Het kabinet vroeg de SER ruim een jaar geleden om een breed gedragen Energieakkoord op te stellen. De toenmalige minister Maxime Verhagen van Economische Zaken, Landbouw en Innovatie verzuimde echter om heldere kaders te stellen. Want veel verder dan de Europese doelstellingen voor CO2-reductie komt hij niet in de adviesaanvraag die hij naar de SER stuurde. De lobby-, belangen-, en brancheorganisaties die het Energieakkoord vervolgens uit-onderhandelden kregen hierdoor vrij spel.
Onder de gegeven omstandigheden kan de SER moeilijk kwalijk worden genomen dat het Energieakkoord niet is wat het zegt te zijn. Dat neemt echter niet weg dat alleen een duurzame samenleving klaar is voor de toekomst. Het probleem is alleen dat we niet weten wat hiervoor nodig is. Dat komt omdat het kabinet stuurt op de korte termijn belangen van lobby-, belangen- en brancheorganisaties, en niet met een lange termijnvisie het doel en de middelen samenbrengt.
Het kabinet had vorig jaar niet de SER met een vage opdracht het bos in moeten sturen. In plaats daarvan had Verhagen een commissie van wijze mannen en vrouwen moeten vormen.
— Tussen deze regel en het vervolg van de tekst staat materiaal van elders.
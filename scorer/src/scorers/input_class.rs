//! Input class scoring.
//!
//! Judges supplied test data rather than code: the CSV records are parsed against a schema and
//! each [`CheckClass`](crate::input::check_class::CheckClass) counts as covered when at least one
//! record satisfies it. `score = 100 * covered / classes`.
//!
//! The class list is never empty; [`CheckClasses`] refuses to be built without a class.

use crate::error::ScorerError;
use crate::input::check_class::CheckClasses;
use crate::input::schema::RecordSchema;
use crate::message::Message;
use crate::parsers::csv_parser::CsvParser;
use crate::result::{ScorerFailure, Verdict};
use crate::scorers::percent;
use crate::traits::parser::Parser;
use crate::traits::scorer::Scorer;
use crate::utilities::file_loader::{MAX_SOURCE_SIZE, read_text};
use async_trait::async_trait;
use std::path::PathBuf;
use tracing::debug;

enum InputData {
    Inline(String),
    File { path: PathBuf, max_size: u64 },
}

pub struct InputClassScorer {
    schema: RecordSchema,
    data: InputData,
    classes: CheckClasses,
}

impl InputClassScorer {
    /// Score CSV text held in memory.
    pub fn new(schema: RecordSchema, data: impl Into<String>, classes: CheckClasses) -> Self {
        Self {
            schema,
            data: InputData::Inline(data.into()),
            classes,
        }
    }

    /// Score a CSV file, read when the scorer runs.
    pub fn from_file(schema: RecordSchema, path: impl Into<PathBuf>, classes: CheckClasses) -> Self {
        Self {
            schema,
            data: InputData::File {
                path: path.into(),
                max_size: MAX_SOURCE_SIZE,
            },
            classes,
        }
    }

    fn load(&self) -> Result<String, ScorerFailure> {
        match &self.data {
            InputData::Inline(text) => Ok(text.clone()),
            InputData::File { path, max_size } => read_text(path, *max_size),
        }
    }
}

#[async_trait]
impl Scorer for InputClassScorer {
    fn name(&self) -> &str {
        "InputClass Scorer"
    }

    async fn evaluate(&mut self) -> Result<Verdict, ScorerError> {
        let text = self.load()?;
        let records = CsvParser::new(&self.schema).parse(&text).map_err(|e| {
            ScorerFailure::new("CSV data does not match schema.")
                .with_detail(Message::new("{reason}").with("reason", e.to_string()))
        })?;

        let covered = self.classes.coverage(&records);
        let cover = covered.iter().filter(|c| **c).count();
        let total = self.classes.len();
        let score = percent(cover, total, 0.0);
        debug!("{} records cover {} of {} input classes", records.len(), cover, total);

        let brief = Message::new("{rate}% input classes ({cover} out of {total}) covered")
            .with("rate", score)
            .with("cover", cover)
            .with("total", total);
        let detail = self
            .classes
            .iter()
            .zip(&covered)
            .map(|(class, hit)| {
                let template = if *hit {
                    "COVERED: {checker}"
                } else {
                    "NOT COVERED: {checker}"
                };
                Message::new(template).with("checker", class.description())
            })
            .collect();

        Ok(Verdict::new(score, brief, detail))
    }
}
Hij had hen een simpele opdracht mee moeten geven: maak een visie voor een duurzaam Nederland waarmee we de komende twintig jaar verder kunnen.
Breeddenkers
Zo’n visiecommissie zou moeten bestaan uit ‘breeddenkers’, mensen met een sterk analytisch vermogen en het talent om hun specialisme te verbinden met andere disciplines. Denk maar aan sterrenkundige en kunstenaar Vincent Icke en de jonge filosoof Bas Haring. Om de visie praktijkproef te maken, zouden ook mensen uit het bedrijfsleven en ‘professionals’ met een beleidsmatige achtergrond in de commissie moeten zitten.
Bijvoorbeeld Crijn Bouman, medeoprichter van het bedrijf Epyon, dat snellaadtechnieken ontwikkelt voor elektrisch auto’s. En voormalig topambtenaar van Infrastructuur en Milieu Henk Ovink, die momenteel in New York waterwerken ontwikkelt om de stad te beschermen tegen overstromingen zoals die in het najaar van 2012 plaatsvonden.
Om de visiecommissie direct op weg te helpen, zou deze van het kabinet drie kaders mee moeten krijgen; water, energie en technologie. Water, omdat we in Nederland in de eerste plaats droge voeten moeten houden. Energie, omdat je niet afhankelijk wilt zijn van Rusland en Saudi-Arabië. Technologie, als middel om onze economie te ondersteunen en een substantiele bijdrage te leveren aan een houdbaar gezond leefmilieu.
Bijdrage
Draagt CO2-reductie dan niet bij aan een duurzaam Nederland? Nauwelijks, want onze bijdrage aan de wereldwijde CO2-uitstoot is minimaal en het importeren van chinese PV-cellen en Duitse windmolens draagt ook niet echt bij tot het ontwikkelen van nieuwe technology. Door concrete visie en prioriteiten te definiëren die veel gemakkelijker breed gedragen worden kunnen we consistenter, helderder en doelgerichter beleid formuleren, wat zowel goed voor de wereld als voor onze eigen portemonee is.
Internationaal kunnen we dan ook weer serieus mee gaan praten, misschien zelfs wel beslissen. Immers: als we een goede duurzaamheidsvisie hebben, dan zijn we hierop aanspreekbaar. En dat maakt een dialoog mogelijk met andere landen, over hoe we gezamenlijk tot een duurzame wereld kunnen komen. Zolang we geen visie hebben, komt zo’n internationale dialoog niet op gang. Andere landen weten dan immers niet hoe wij in de discussie staan. We blijven dan in polderpraatgroepen duurzame vergezichten schetsen, maar komen geen stap dichter bij een schone toekomst.